Retaining senior female talent: a strategic decision

10 de February de 2026
From the age of 50, many women begin to disappear from the radar in the professional and managerial field. Not because they yield less or because they lose ambition. The problem is very specific inertia: stop receiving promotions, strategic projects or training in new skills. Age affects everyone but combined with gender acts as a double filter that expels talent and hinders careers just when the accumulated experience can be more valuable to the company.
Bias does not appear suddenly or at an exact age, but many studies place 50 years as a common border. Many professionals are no longer considered a bet for the future. There is less investment in their training and career. In the case of women, these brakes are usually stepped before and with more force. Maternity or care for family members may have interrupted their careers and the company often interprets these breaks as a lack of commitment. The result is perverse: profiles with experience and criteria are given as amortized just when they could provide more value.

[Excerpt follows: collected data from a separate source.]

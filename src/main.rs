// Cipherdeck - terminal client for the cipher playground
//
// Architecture:
// - Client (reqwest): talks to the playground's HTTP API
// - Session: owns selection state and the operation state machine
// - Form builder: schema-driven parameter rendering and collection
// - TUI (ratatui): draws the session and routes user input
// - Logging: captured in memory so the alternate screen stays clean

mod cli;
mod client;
mod config;
mod form;
mod logging;
mod render;
mod schema;
mod session;
mod tui;
mod util;

use anyhow::Result;
use client::ApiClient;
use config::{Config, LogRotation};
use logging::{LogBuffer, TuiLogLayer};
use tracing_subscriber::{layer::SubscriberExt, util::SubscriberInitExt, EnvFilter};

#[tokio::main]
async fn main() -> Result<()> {
    // Handle management commands first (config --show/--path/--reset);
    // exit early when one was handled
    let Some(args) = cli::handle_cli() else {
        return Ok(());
    };

    // Ensure config template exists (helps users discover options)
    Config::ensure_config_exists();

    let mut config = Config::from_env();
    if let Some(server) = args.server {
        config.server_url = server;
    }

    // Capture logs in memory so they never garble the TUI; optionally also
    // write JSON log files with rotation.
    //
    // Precedence: RUST_LOG env var > config file > default "info"
    let log_buffer = LogBuffer::new();
    let default_filter = format!("cipherdeck={}", config.logging.level);
    let filter = EnvFilter::try_from_default_env().unwrap_or_else(|_| default_filter.into());

    // The guard must stay alive for the program's duration so logs flush
    let _file_guard: Option<tracing_appender::non_blocking::WorkerGuard> =
        if config.logging.file_enabled {
            match std::fs::create_dir_all(&config.logging.file_dir) {
                Ok(()) => {
                    let file_appender = match config.logging.file_rotation {
                        LogRotation::Hourly => tracing_appender::rolling::hourly(
                            &config.logging.file_dir,
                            &config.logging.file_prefix,
                        ),
                        LogRotation::Daily => tracing_appender::rolling::daily(
                            &config.logging.file_dir,
                            &config.logging.file_prefix,
                        ),
                        LogRotation::Never => tracing_appender::rolling::never(
                            &config.logging.file_dir,
                            &config.logging.file_prefix,
                        ),
                    };
                    let (non_blocking, guard) = tracing_appender::non_blocking(file_appender);
                    tracing_subscriber::registry()
                        .with(filter)
                        .with(TuiLogLayer::new(log_buffer.clone()))
                        .with(
                            tracing_subscriber::fmt::layer()
                                .json()
                                .with_writer(non_blocking)
                                .with_ansi(false),
                        )
                        .init();
                    Some(guard)
                }
                Err(e) => {
                    eprintln!(
                        "Warning: Could not create log directory {:?}: {}",
                        config.logging.file_dir, e
                    );
                    tracing_subscriber::registry()
                        .with(filter)
                        .with(TuiLogLayer::new(log_buffer.clone()))
                        .init();
                    None
                }
            }
        } else {
            tracing_subscriber::registry()
                .with(filter)
                .with(TuiLogLayer::new(log_buffer.clone()))
                .init();
            None
        };

    tracing::info!("Connecting to playground at {}", config.server_url);

    let client = ApiClient::new(config.server_url.clone());

    if let Err(e) = tui::run_tui(client, log_buffer).await {
        tracing::error!("TUI error: {:?}", e);
        return Err(e);
    }

    Ok(())
}
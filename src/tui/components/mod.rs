// UI components
//
// Each component is a thin drawing function over the app state. All state
// mutation happens in `App`; components only read.

pub mod input_panel;
pub mod params_panel;
pub mod result_panel;
pub mod status_bar;
pub mod technique_panel;
pub mod title_bar;
pub mod toast;
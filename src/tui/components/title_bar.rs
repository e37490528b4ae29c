// Title bar component

use crate::config::VERSION;
use crate::tui::app::App;
use ratatui::{
    layout::Rect,
    style::{Modifier, Style},
    text::{Line, Span},
    widgets::Paragraph,
    Frame,
};

pub fn render(f: &mut Frame, area: Rect, app: &App) {
    let line = Line::from(vec![
        Span::styled(
            " cipherdeck ",
            Style::default()
                .fg(app.theme.title)
                .add_modifier(Modifier::BOLD),
        ),
        Span::styled(format!("v{} ", VERSION), Style::default().fg(app.theme.muted)),
        Span::styled(
            "│ cipher playground",
            Style::default().fg(app.theme.muted),
        ),
    ]);
    f.render_widget(Paragraph::new(line), area);
}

L’Oréal values the experience of older professionals and does not see in the experience the beginning of the end of a career. Instead of assuming that senior profiles “have already given the best”, the cosmetics company has implemented specific programs to continue growing within the organization. In Spain and Portugal, 22% of the workforce is over 50 years old and the group has created programmes so that this knowledge is not lost or wasted.
In practice, it has translated it as follows:
- Continuous training and reskilling to update knowledge throughout the entire history
- Internal mobility and change of position also for over 50 years
- Cruised mentoring programmes between juniors and seniors to exchange experience and new skills
- Internal promotions also for senior professionals (14% of the total promotions in Spain and Portugal were over 50)
AXA has addressed this challenge through mobility between the areas of the insurance group and training for the acquisition of new skills. It is a commitment formalized from the top management with the signature of the Landoy Charter (2023), an agreement to promote the employability of the senior talent subscribed together with other large companies such as, precisely, the aforementioned L’Oréal. La Landoy Charter includes follow-up measures – movement, retention, promotion and access to projects – and periodic reports to the management so that these policies are measurable and accountable.